Personal information
- Date of birth: 16 May 1990 (age 36)
- Place of birth: Ploemeur, France
- Height: 1.84 m (6 ft 0 in)
- Position: Striker

Team information
- Current team: Fréjus Saint-Raphaël
- Number: 25

Senior career*
- Years: Team / Apps / (Gls)
- 2009–2013: Sedan / 62 / (7)
- 2012: Sedan B / 1 / (1)
- 2013–2015: Le Havre / 69 / (26)
- 2015–2019: Nice B / 13 / (4)
- 2015–2019: Nice / 27 / (5)
- 2019–2021: Auxerre / 54 / (23)
- 2021–2023: Dijon / 68 / (19)
- 2021: Dijon B / 1 / (0)
- 2023–2025: Caen / 58 / (3)
- 2025–: Fréjus Saint-Raphaël / 7 / (1)

= Mickaël Le Bihan =

French footballer (born 1990)

Mickaël Le Bihan (born 16 May 1990) is a French professional footballer who plays as a striker for Championnat National 1 club Fréjus Saint-Raphaël.

==Career==

===Le Havre===
Playing for Le Havre, Le Bihan scored 18 goals during the 2014–15 Ligue 2 season, thereby becoming the league's top scorer.

===Nice===
On 2 September 2015, Le Bihan joined Ligue 1 team Nice for a reported transfer fee of €1.5 million. Just three weeks later, on 23 September 2015, he suffered a fractured tibia in a Ligue 1 match against Bordeaux. In January 2016, Nice announced that an operation would be necessary and that he would miss the rest of the season.

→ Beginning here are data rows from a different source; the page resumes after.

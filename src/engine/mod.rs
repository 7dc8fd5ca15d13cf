//! Check engine module.
//!
//! Provides the per-run context, the claims log, check orchestration and
//! result aggregation.

pub mod claims;
pub mod context;
pub mod orchestrator;
pub mod result;
//! ICMP connectivity checks (NET-001 through NET-004).
//!
//! For every network under test the first member is the probe source and
//! each other member gets one echo-probe command, run inside the source's
//! network namespace. A destination is reachable iff the command succeeds.
//! One unreachable destination, or one execution error, marks the whole
//! network as failing.
//!
//! Probing is one-directional (source to others). Networks are independent,
//! so they may be probed concurrently; evidence is buffered per network and
//! appended in topology order either way.

use crate::checks::topology::{
    build_topology, AttachmentScope, Endpoint, IpFamily, NetworkId, NetworkUnderTest, Topology,
};
use crate::checks::{elapsed_ms, finish, require_targets};
use crate::engine::claims::ClaimsLog;
use crate::engine::context::{CheckContext, ProbeSettings};
use crate::platform::exec::{exec_checked, RemoteExecutor};
use crate::{CheckResult, NetCheckError};
use serde::Serialize;
use std::net::IpAddr;
use std::thread;
use std::time::Instant;
use tracing::{debug, info, warn};

/// Echo requests sent to each destination unless configured otherwise.
pub const DEFAULT_PING_COUNT: u32 = 5;

/// Echo-probe program per address family.
const PROBE_PROGRAMS: [(IpFamily, &str); 2] = [(IpFamily::V4, "ping"), (IpFamily::V6, "ping6")];

/// Build the echo-probe command for one destination.
pub fn probe_command(family: IpFamily, destination: &IpAddr, count: u32) -> String {
    let program = PROBE_PROGRAMS
        .iter()
        .find(|(f, _)| *f == family)
        .map(|(_, p)| *p)
        .unwrap_or("ping");
    format!("{} -c {} {}", program, count, destination)
}

/// Result of probing one destination from a network's source.
#[derive(Debug, Clone, Serialize)]
pub struct ProbeOutcome {
    pub network: NetworkId,
    pub source: Endpoint,
    pub destination: Endpoint,
    pub success: bool,
    /// Command output or error text
    pub evidence: String,
}

/// Network-level verdicts of one prober run.
#[derive(Debug, Clone, Default, Serialize)]
pub struct ConnectivityOutcome {
    /// Failing networks, each listed once, in topology order
    pub failing: Vec<NetworkId>,
    /// Every failed probe, for reporting which destinations were unreachable
    pub failed_probes: Vec<ProbeOutcome>,
    /// Networks that were probed
    pub probed: Vec<NetworkId>,
    /// True iff the topology was empty
    pub skip: bool,
}

/// Evidence and verdict of one network, before it is merged into the run.
struct NetworkProbe {
    lines: Vec<String>,
    failed_probes: Vec<ProbeOutcome>,
    failed: bool,
}

/// Probe every network in `topology`.
///
/// Remote execution errors count as failed probes; they never stop the run.
/// If `deadline` passes mid-network the remaining destinations are not
/// probed and the network is reported failing.
pub fn run_connectivity_tests(
    topology: &Topology,
    settings: &ProbeSettings,
    executor: &dyn RemoteExecutor,
    claims: &ClaimsLog,
    deadline: Option<Instant>,
) -> ConnectivityOutcome {
    if topology.is_empty() {
        return ConnectivityOutcome {
            skip: true,
            ..Default::default()
        };
    }

    let probes: Vec<NetworkProbe> = if settings.parallel && settings.max_parallel > 1 {
        probe_parallel(topology.networks(), settings, executor, deadline)
    } else {
        topology
            .networks()
            .iter()
            .map(|net| probe_network(net, settings.count, executor, deadline))
            .collect()
    };

    let mut outcome = ConnectivityOutcome::default();
    for (net, probe) in topology.networks().iter().zip(probes) {
        claims.extend(probe.lines);
        outcome.probed.push(net.id.clone());
        if probe.failed {
            outcome.failing.push(net.id.clone());
        }
        outcome.failed_probes.extend(probe.failed_probes);
    }

    if !outcome.failing.is_empty() {
        debug!(failing = ?outcome.failing, "failed networks");
    }
    outcome
}

/// Probe networks in batches of at most `max_parallel` scoped threads.
fn probe_parallel(
    networks: &[NetworkUnderTest],
    settings: &ProbeSettings,
    executor: &dyn RemoteExecutor,
    deadline: Option<Instant>,
) -> Vec<NetworkProbe> {
    let mut results = Vec::with_capacity(networks.len());

    for batch in networks.chunks(settings.max_parallel) {
        let batch_results: Vec<NetworkProbe> = thread::scope(|s| {
            let handles: Vec<_> = batch
                .iter()
                .map(|net| s.spawn(move || probe_network(net, settings.count, executor, deadline)))
                .collect();

            handles
                .into_iter()
                .zip(batch)
                .map(|(h, net)| {
                    h.join().unwrap_or_else(|_| NetworkProbe {
                        lines: vec![format!("Probing network {} panicked", net.id)],
                        failed_probes: Vec::new(),
                        failed: true,
                    })
                })
                .collect()
        });
        results.extend(batch_results);
    }

    results
}

fn probe_network(
    net: &NetworkUnderTest,
    count: u32,
    executor: &dyn RemoteExecutor,
    deadline: Option<Instant>,
) -> NetworkProbe {
    let mut probe = NetworkProbe {
        lines: Vec::new(),
        failed_probes: Vec::new(),
        failed: false,
    };

    let Some(source) = net.source() else {
        return probe;
    };

    for destination in net.destinations() {
        if deadline.is_some_and(|d| Instant::now() >= d) {
            probe.lines.push(format!(
                "Network {}: probing aborted at deadline before {} was reached from {}",
                net.id, destination, source
            ));
            probe.failed = true;
            break;
        }

        let command = probe_command(net.id.family, &destination.ip, count);
        let result = exec_checked(executor, &command, &source.container);

        let (success, evidence) = match result {
            Ok(stdout) => (true, stdout),
            Err(e) => {
                warn!(network = %net.id, source = %source.ip, destination = %destination.ip, error = %e, "probe failed");
                (false, e.to_string())
            }
        };

        debug!(network = %net.id, source = %source.ip, destination = %destination.ip, success, "probe");
        probe.lines.push(format!(
            "{} ping from {} to {} on network {}: {}",
            net.id.family,
            source,
            destination,
            net.id.attachment,
            if success { "reachable" } else { "UNREACHABLE" }
        ));

        if !success {
            probe.failed = true;
            probe.failed_probes.push(ProbeOutcome {
                network: net.id.clone(),
                source: source.clone(),
                destination: destination.clone(),
                success,
                evidence,
            });
        }
    }

    probe
}

/// Execute NET-001: ICMPv4 connectivity on the default interface
pub fn run_net001(ctx: &CheckContext<'_>) -> CheckResult {
    run_connectivity_check(ctx, IpFamily::V4, AttachmentScope::Default)
}

/// Execute NET-002: ICMPv4 connectivity on secondary attachments
pub fn run_net002(ctx: &CheckContext<'_>) -> CheckResult {
    run_connectivity_check(ctx, IpFamily::V4, AttachmentScope::Secondary)
}

/// Execute NET-003: ICMPv6 connectivity on the default interface
pub fn run_net003(ctx: &CheckContext<'_>) -> CheckResult {
    run_connectivity_check(ctx, IpFamily::V6, AttachmentScope::Default)
}

/// Execute NET-004: ICMPv6 connectivity on secondary attachments
pub fn run_net004(ctx: &CheckContext<'_>) -> CheckResult {
    run_connectivity_check(ctx, IpFamily::V6, AttachmentScope::Secondary)
}

fn run_connectivity_check(
    ctx: &CheckContext<'_>,
    family: IpFamily,
    scope: AttachmentScope,
) -> CheckResult {
    let start = Instant::now();
    finish(start, check_connectivity(ctx, family, scope, start))
}

fn check_connectivity(
    ctx: &CheckContext<'_>,
    family: IpFamily,
    scope: AttachmentScope,
    start: Instant,
) -> Result<CheckResult, NetCheckError> {
    require_targets(ctx)?;

    let topology = build_topology(&ctx.workloads, family, scope, &ctx.claims);
    info!(%family, %scope, networks = topology.len(), "probing networks");

    let outcome = run_connectivity_tests(&topology, &ctx.probe, ctx.executor, &ctx.claims, ctx.deadline);
    if outcome.skip {
        return Err(NetCheckError::ConfigurationMissing {
            what: format!("There are no {} {} networks to test", family, scope),
        });
    }

    let duration_ms = elapsed_ms(start);
    if outcome.failing.is_empty() {
        return Ok(CheckResult::Pass {
            message: format!(
                "{} {} network(s) fully reachable over {}",
                outcome.probed.len(),
                scope,
                family
            ),
            duration_ms,
        });
    }

    let unreachable = outcome
        .failed_probes
        .iter()
        .map(|p| format!("{} -> {}", p.source.ip, p.destination.ip))
        .collect::<Vec<_>>()
        .join(", ");
    Ok(CheckResult::Fail {
        message: format!(
            "{} nets failed the {} network {} ping test",
            outcome.failing.len(),
            scope,
            family
        ),
        details: format!(
            "Failing networks: {}; unreachable: {}",
            outcome
                .failing
                .iter()
                .map(|n| n.to_string())
                .collect::<Vec<_>>()
                .join(", "),
            if unreachable.is_empty() { "-".to_string() } else { unreachable }
        ),
        duration_ms,
    })
}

On 24 February 2017, he returned to the pitch after a 17-month injury lay-off, scoring a brace in a 30-minute, second-half substitute appearance in a Ligue 1 home match against Montpellier to help Nice come back from a 1–0 deficit to win 2–1.

On 24 May 2019, Le Bihan scored his first goal in over two years after again being plagued by injuries.

=== Caen ===
On 1 September 2023, Le Bihan signed for Ligue 2 club Caen on a two-year contract.